微小RNA 30a-5p 過度表現抑制順鉑引起的細胞自噬
仇光宇1,3、林致凡4、林宜佳1,3、蔡德甫1,3、陳宏恩1、黃一勝1,2,3
1新光醫院 外科部 泌尿科; 2台北醫學大學醫學系 泌尿學科; 3輔仁大學醫學系 泌尿學科; 4新光醫院中央實驗室
Inhibition of cisplatin-induced autophagy by overexpression of miR-30a-5p
Kuang-Yu Chou1,3, Ji-Fan Lin4,Yi-Chia Lin1,3,Te-Fu Tsai1,3, Hung-En Chen1, and Thomas I-Sheng Hwang1,2,3
1Department of Urology, Shin Kong Wu Ho-Su Memorial Hospital, Department of Urology,
2Taipei Medical University, Division of Urology, 3School of Medicine, Fu-Jen Catholic University, 4Central Laboratory, Shin Kong Wu Ho-Su Memorial Hospital, Taipei, Taiwan.

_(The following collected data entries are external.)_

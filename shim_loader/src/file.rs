use serde_derive::{Deserialize, Serialize};
use shim_types::{CType, Declaration, Direction, LinkageKind, Ownership, Parameter, TypeConventions};

/* ============================================================================
   Coverage file: the explicit, versioned list of covered primitives
   ============================================================================ */

/* Where an import is loaded from */
#[derive(Serialize, Deserialize, Debug, Clone, PartialEq, Eq)]
#[serde(tag = "type", rename_all = "kebab-case")]
pub enum ImportSource {
    /* Local file path import */
    Path {
        /* Relative to the importing file, or to an include directory */
        path: String,
    },
}

impl ImportSource {
    pub fn path(&self) -> &str {
        match self {
            ImportSource::Path { path } => path,
        }
    }
}

/* Metadata for a coverage file */
#[derive(Serialize, Deserialize, Debug, Clone)]
#[serde(rename_all = "kebab-case")]
pub struct CoverageMetadata {
    /* Library the primitives belong to (e.g., "flint") */
    pub library: String,

    /* Revision of this coverage list; bump on every audited change */
    pub coverage_version: u32,

    /* Library release the list was audited against */
    #[serde(default)]
    pub library_version: Option<String>,

    #[serde(default)]
    pub description: String,

    #[serde(default)]
    pub imports: Vec<ImportSource>,

    /* Headers the emitted translation unit must include */
    #[serde(default)]
    pub headers: Vec<String>,
}

/* A parameter as written in a coverage file */
#[derive(Serialize, Deserialize, Debug, Clone, PartialEq, Eq)]
#[serde(rename_all = "kebab-case")]
pub struct ParamEntry {
    pub name: String,

    #[serde(rename = "type")]
    pub ty: CType,

    /* Falls back to the type conventions when absent */
    #[serde(default)]
    pub direction: Option<Direction>,

    #[serde(default)]
    pub ownership: Option<Ownership>,
}

/* An audited primitive: every type is spelled out by hand */
#[derive(Serialize, Deserialize, Debug, Clone, PartialEq, Eq)]
#[serde(rename_all = "kebab-case")]
pub struct DeclarationEntry {
    pub name: String,

    pub linkage: LinkageKind,

    pub returns: CType,

    #[serde(default)]
    pub params: Vec<ParamEntry>,

    #[serde(default)]
    pub variadic: bool,

    /* Header that defines the primitive, when known */
    #[serde(default)]
    pub header: Option<String>,
}

impl DeclarationEntry {
    pub fn to_declaration(&self, conventions: &TypeConventions) -> Declaration {
        let parameters = self
            .params
            .iter()
            .map(|p| Parameter {
                name: Some(p.name.clone()),
                ty: Some(p.ty.clone()),
                direction: p.direction.unwrap_or_else(|| conventions.default_direction(&p.ty)),
                ownership: p.ownership.unwrap_or_else(|| conventions.default_ownership(&p.ty)),
            })
            .collect();

        Declaration {
            original_name: self.name.clone(),
            parameters,
            return_type: Some(self.returns.clone()),
            linkage_kind: self.linkage,
            is_variadic: self.variadic,
            header: self.header.clone(),
            unsupported: None,
        }
    }
}

/* Complete coverage file structure */
#[derive(Serialize, Deserialize, Debug, Clone)]
#[serde(rename_all = "kebab-case")]
pub struct CoverageFile {
    pub coverage: CoverageMetadata,

    #[serde(default)]
    pub declarations: Vec<DeclarationEntry>,
}

impl CoverageFile {
    pub fn library(&self) -> &str {
        &self.coverage.library
    }

    pub fn coverage_version(&self) -> u32 {
        self.coverage.coverage_version
    }

    pub fn imports(&self) -> &[ImportSource] {
        &self.coverage.imports
    }

    pub fn headers(&self) -> &[String] {
        &self.coverage.headers
    }

    pub fn get_declarations(&self) -> &[DeclarationEntry] {
        &self.declarations
    }
}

Purpose:We previously show that autophagy is activated and is contributed to cisplatin-resistance in cisplatin-treated bladder cancer (BC) cells. miR-30a-5p was down-regulated in BC and potentially targets to ATG5 and beclin-1 (BECN1, both are involved in autophagy progression. In this study, we overexpressed miR-30a-5p to inhibits autophagy induced by cisplatin treatment.
Materials and Methods:The BC cell lines, 5637 (grade II) and T24 (grade III) and immortalized human uroepithelium cells (SV-HUC-1) were used in this study.Autophagy detection in cisplatin-treated cells was performed by detecting LC3-II processing by Western blot. Overexpression of miR-30a-5p was achieved by transfecting small RNA expression vector bearing matured sequence of miR-30a-5p (pSM-30a). The expression level of miR-30a-5p was detected by stem-loop miRNA qPCR. Protein level of ATG5 and beclin-1 (BECN1) was accessed by Western blot. The cell viability was measured using WST-1 reagent. Induction of apoptosis in cisplatin-treated cells with or without the over-expressed miR-30a-5p was detected by the activation of caspase 3/7 activity.
Results:The autophagy activity in BC cells increased after cisplatin treatment as indicated by the enhanced processing of LC3-II.ATG5 and BECN1 were predicted as targets for miR-30a-5p by TargetScan, forced expression of miR-30a-5p significantly reduced the expression level of ATG5, BECN1 and LC3-II induced by cisplatin. The blockage of autophagy by miR-30a-5p expression or bafilomycin A1 (Baf A1) significantly decreased cell viability and increased apoptosis in cisplatin-treated BC cells.
Conclusions:Our results demonstrate that miR-30a-5p can sensitize BC cells to cisplatin via suppressing ATG5 and BECN1 expression and that increasing miR-30a-5p level in BC represents a novel strategy to enhance the efficacy of cisplatin therapy during cancer treatment.
Running title: miR-30a-5p enhances cisplatin-induced apoptosis via targeting autophagy.